I have 9075 rows. Then, if I separately run the subquery:

SELECT distinct contact_id 
FROM email, campaign 
WHERE email.campaign_id = campaign.id 
  AND campaign.date_sent >= '2012-07-12'

I have 116612 rows. Out of each of those results, I end up with 826 values that are duplicates. From what I can understand, this means that 9075-826=8249 records ARE unsubscribed=1 AND NOT IN the second query. So, my first query should be returning 8249 results but it is returning 0. I must be structuring the query wrong or using the wrong operators but I can not for the life of me figure out how to get this right.

Can anyone help?
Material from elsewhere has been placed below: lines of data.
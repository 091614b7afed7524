//! Terminal boundary: prompts, move parsing, board-size limits.
//!
//! Nothing in here is needed by the engine. A [`Console`] wraps any
//! `BufRead`/`Write` pair so the same code drives stdin/stdout and tests.
//! Two human seats share one console through [`ConsoleSource`] handles.

use std::cell::RefCell;
use std::io::{self, BufRead, Write};
use std::rc::Rc;

use derive_more::{Display, Error};

use crate::board::{BoardState, Edge};
use crate::core::{MoveError, PlayerId};
use crate::players::MoveSource;

/// Largest accepted number of dot rows.
pub const MAX_ROWS: usize = 32;

/// Smallest accepted number of dot rows or columns.
pub const MIN_SIDE: usize = 2;

/// Largest accepted number of dot columns for a given row count.
#[must_use]
pub fn max_columns(rows: usize) -> usize {
    (9999 / rows.max(1)).min(16)
}

/// Input rejected at the boundary.
#[derive(Clone, Debug, PartialEq, Eq, Display, Error)]
pub enum InputError {
    /// Not a pair of integers.
    #[display("{}", _0)]
    Malformed(#[error(not(source))] String),

    /// A size outside the accepted range.
    #[display("{} must be between {} and {} (got {})", what, min, max, value)]
    OutOfRange {
        what: &'static str,
        value: usize,
        min: usize,
        max: usize,
    },
}

/// Parse `"<start point> <end point>"` into an edge.
///
/// ```
/// use dots_and_boxes::board::Edge;
/// use dots_and_boxes::console::parse_move;
///
/// assert_eq!(parse_move(" 4 1 ").unwrap(), Edge::new(1, 4));
/// assert!(parse_move("4").is_err());
/// ```
pub fn parse_move(line: &str) -> Result<Edge, InputError> {
    let parts: Vec<&str> = line.split_whitespace().collect();
    let [a, b] = parts.as_slice() else {
        return Err(InputError::Malformed(
            "Input must be of form start point, end point".to_string(),
        ));
    };

    match (a.parse::<usize>(), b.parse::<usize>()) {
        (Ok(a), Ok(b)) => Ok(Edge::new(a, b)),
        _ => Err(InputError::Malformed("Input must be integers".to_string())),
    }
}

/// Check a requested row count.
pub fn validate_rows(rows: usize) -> Result<usize, InputError> {
    if (MIN_SIDE..=MAX_ROWS).contains(&rows) {
        Ok(rows)
    } else {
        Err(InputError::OutOfRange {
            what: "rows",
            value: rows,
            min: MIN_SIDE,
            max: MAX_ROWS,
        })
    }
}

/// Check a requested column count against the row count.
pub fn validate_columns(rows: usize, columns: usize) -> Result<usize, InputError> {
    let max = max_columns(rows);
    if (MIN_SIDE..=max).contains(&columns) {
        Ok(columns)
    } else {
        Err(InputError::OutOfRange {
            what: "columns",
            value: columns,
            min: MIN_SIDE,
            max,
        })
    }
}

/// Line-oriented prompt/response over a reader and writer.
#[derive(Debug)]
pub struct Console<R, W> {
    input: R,
    output: W,
}

impl<R: BufRead, W: Write> Console<R, W> {
    pub fn new(input: R, output: W) -> Self {
        Self { input, output }
    }

    /// Consume the console, returning the writer.
    pub fn into_output(self) -> W {
        self.output
    }

    /// Write a line.
    pub fn say(&mut self, text: impl std::fmt::Display) -> io::Result<()> {
        writeln!(self.output, "{text}")
    }

    /// Print `prompt` and read one line. `None` at end of input.
    pub fn ask(&mut self, prompt: &str) -> io::Result<Option<String>> {
        write!(self.output, "{prompt}")?;
        self.output.flush()?;

        let mut line = String::new();
        if self.input.read_line(&mut line)? == 0 {
            return Ok(None);
        }
        Ok(Some(line.trim().to_string()))
    }

    /// Ask until `parse` accepts the answer. `None` at end of input.
    pub fn ask_until<T>(
        &mut self,
        prompt: &str,
        mut parse: impl FnMut(&str) -> Result<T, String>,
    ) -> io::Result<Option<T>> {
        loop {
            let Some(answer) = self.ask(prompt)? else {
                return Ok(None);
            };
            match parse(&answer) {
                Ok(value) => return Ok(Some(value)),
                Err(message) => self.say(message)?,
            }
        }
    }

    /// Ask for the number of rows, within limits.
    pub fn ask_rows(&mut self) -> io::Result<Option<usize>> {
        let prompt = format!("How many rows should the grid have? (Do not exceed {MAX_ROWS} rows): ");
        self.ask_until(&prompt, |answer| {
            let rows = answer
                .parse::<usize>()
                .map_err(|_| "Not an integer. Please try again.".to_string())?;
            validate_rows(rows).map_err(|err| format!("{err}. Please try again."))
        })
    }

    /// Ask for the number of columns, within limits for `rows`.
    pub fn ask_columns(&mut self, rows: usize) -> io::Result<Option<usize>> {
        let prompt = format!(
            "How many columns should the grid have? (limit {}): ",
            max_columns(rows)
        );
        self.ask_until(&prompt, |answer| {
            let columns = answer
                .parse::<usize>()
                .map_err(|_| "That is not an integer value! Try again.".to_string())?;
            validate_columns(rows, columns).map_err(|err| format!("{err}. Try again."))
        })
    }

    /// Yes/no question; anything but `y`/`yes` is no.
    pub fn confirm(&mut self, prompt: &str) -> io::Result<bool> {
        Ok(self
            .ask(prompt)?
            .is_some_and(|answer| matches!(answer.to_ascii_lowercase().as_str(), "y" | "yes")))
    }

    /// Ask `player` for a move until the text parses as an edge.
    pub fn ask_move(&mut self, player: PlayerId) -> io::Result<Option<Edge>> {
        let prompt = format!(
            "Player {}, make your move (start point end point): ",
            player.letter()
        );
        self.ask_until(&prompt, |answer| {
            parse_move(answer).map_err(|err| format!("Error. {err}"))
        })
    }
}

/// A [`MoveSource`] handle onto a shared console.
pub struct ConsoleSource<R, W> {
    console: Rc<RefCell<Console<R, W>>>,
}

impl<R, W> ConsoleSource<R, W> {
    pub fn new(console: Rc<RefCell<Console<R, W>>>) -> Self {
        Self { console }
    }
}

impl<R: BufRead, W: Write> MoveSource for ConsoleSource<R, W> {
    fn next_move(&mut self, _board: &BoardState, player: PlayerId) -> Option<Edge> {
        match self.console.borrow_mut().ask_move(player) {
            Ok(edge) => edge,
            Err(err) => {
                tracing::warn!(%err, "console read failed");
                None
            }
        }
    }

    fn rejected(&mut self, _player: PlayerId, error: &MoveError) {
        let message = match error {
            MoveError::InvalidEdge { .. } => "Error. That move does not exist. Try again",
            MoveError::AlreadyClaimed { .. } => "Error. That line is already drawn. Try again",
        };
        if let Err(err) = self.console.borrow_mut().say(message) {
            tracing::warn!(%err, "console write failed");
        }
    }
}

#[cfg(test)]
mod tests {
    use super::*;

    fn console(input: &str) -> Console<&[u8], Vec<u8>> {
        Console::new(input.as_bytes(), Vec::new())
    }

    #[test]
    fn test_parse_move() {
        assert_eq!(parse_move("0 1"), Ok(Edge::new(0, 1)));
        assert_eq!(parse_move("7   2"), Ok(Edge::new(2, 7)));
        assert!(matches!(parse_move(""), Err(InputError::Malformed(_))));
        assert!(matches!(parse_move("1 2 3"), Err(InputError::Malformed(_))));
        assert!(matches!(parse_move("a b"), Err(InputError::Malformed(_))));
        assert!(matches!(parse_move("-1 2"), Err(InputError::Malformed(_))));
    }

    #[test]
    fn test_limits() {
        assert_eq!(max_columns(2), 16);
        assert_eq!(max_columns(32), 16);
        assert_eq!(validate_rows(32), Ok(32));
        assert!(validate_rows(33).is_err());
        assert!(validate_rows(1).is_err());
        assert_eq!(validate_columns(5, 16), Ok(16));
        assert!(validate_columns(5, 17).is_err());
    }

    #[test]
    fn test_out_of_range_message() {
        let err = validate_rows(40).unwrap_err();
        assert_eq!(err.to_string(), "rows must be between 2 and 32 (got 40)");
    }

    #[test]
    fn test_ask_move_reprompts_on_malformed_input() {
        let mut console = console("hello\n3\n1 0\n");

        let edge = console.ask_move(PlayerId::A).unwrap();
        assert_eq!(edge, Some(Edge::new(0, 1)));

        let output = String::from_utf8(console.into_output()).unwrap();
        assert!(output.contains("Error. Input must be of form start point, end point"));
        assert_eq!(output.matches("Player A, make your move").count(), 3);
    }

    #[test]
    fn test_ask_move_end_of_input() {
        let mut console = console("");
        assert_eq!(console.ask_move(PlayerId::B).unwrap(), None);
    }

    #[test]
    fn test_ask_rows_and_columns() {
        let mut console = console("x\n50\n4\n20\n6\n");

        assert_eq!(console.ask_rows().unwrap(), Some(4));
        assert_eq!(console.ask_columns(4).unwrap(), Some(6));

        let output = String::from_utf8(console.into_output()).unwrap();
        assert!(output.contains("Not an integer"));
        assert!(output.contains("rows must be between 2 and 32 (got 50)"));
        assert!(output.contains("columns must be between 2 and 16 (got 20)"));
    }

    #[test]
    fn test_confirm() {
        assert!(console("y\n").confirm("Play again? ").unwrap());
        assert!(console("YES\n").confirm("Play again? ").unwrap());
        assert!(!console("n\n").confirm("Play again? ").unwrap());
        assert!(!console("").confirm("Play again? ").unwrap());
    }

    #[test]
    fn test_console_source_reports_rejection() {
        let shared = Rc::new(RefCell::new(console("0 1\n")));
        let mut source = ConsoleSource::new(Rc::clone(&shared));
        let board = BoardState::new(2, 2);

        assert_eq!(source.next_move(&board, PlayerId::A), Some(Edge::new(0, 1)));
        source.rejected(PlayerId::A, &MoveError::AlreadyClaimed { edge: Edge::new(0, 1) });
        drop(source);

        let console = Rc::try_unwrap(shared).unwrap().into_inner();
        let output = String::from_utf8(console.into_output()).unwrap();
        assert!(output.contains("already drawn"));
    }
}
So many thanks in advance as this has had me stumped for like 3 days! :)

Answer

Sebas picture Sebas · Aug 2, 2012

This is because

SELECT 1 FROM DUAL WHERE 1 NOT IN (NULL, 2) 

won't return anything, whereas

SELECT 1 FROM DUAL WHERE 1 NOT IN (2)

will.

Please review the behaviour of NOT IN and NULL in MYSQL.

For your concern you should get away with it using NOT EXISTS instead of NOT IN:

SELECT * FROM `contact` `t` 
WHERE (unsubscribed='1')
AND NOT EXISTS (
    SELECT * FROM email, campaign 
    WHERE 
        email.campaign_id = campaign.id 
    AND campaign.date_sent >= '2012-07-12'
    AND t.id = contact_id
) 
ORDER BY rand() 
LIMIT 10000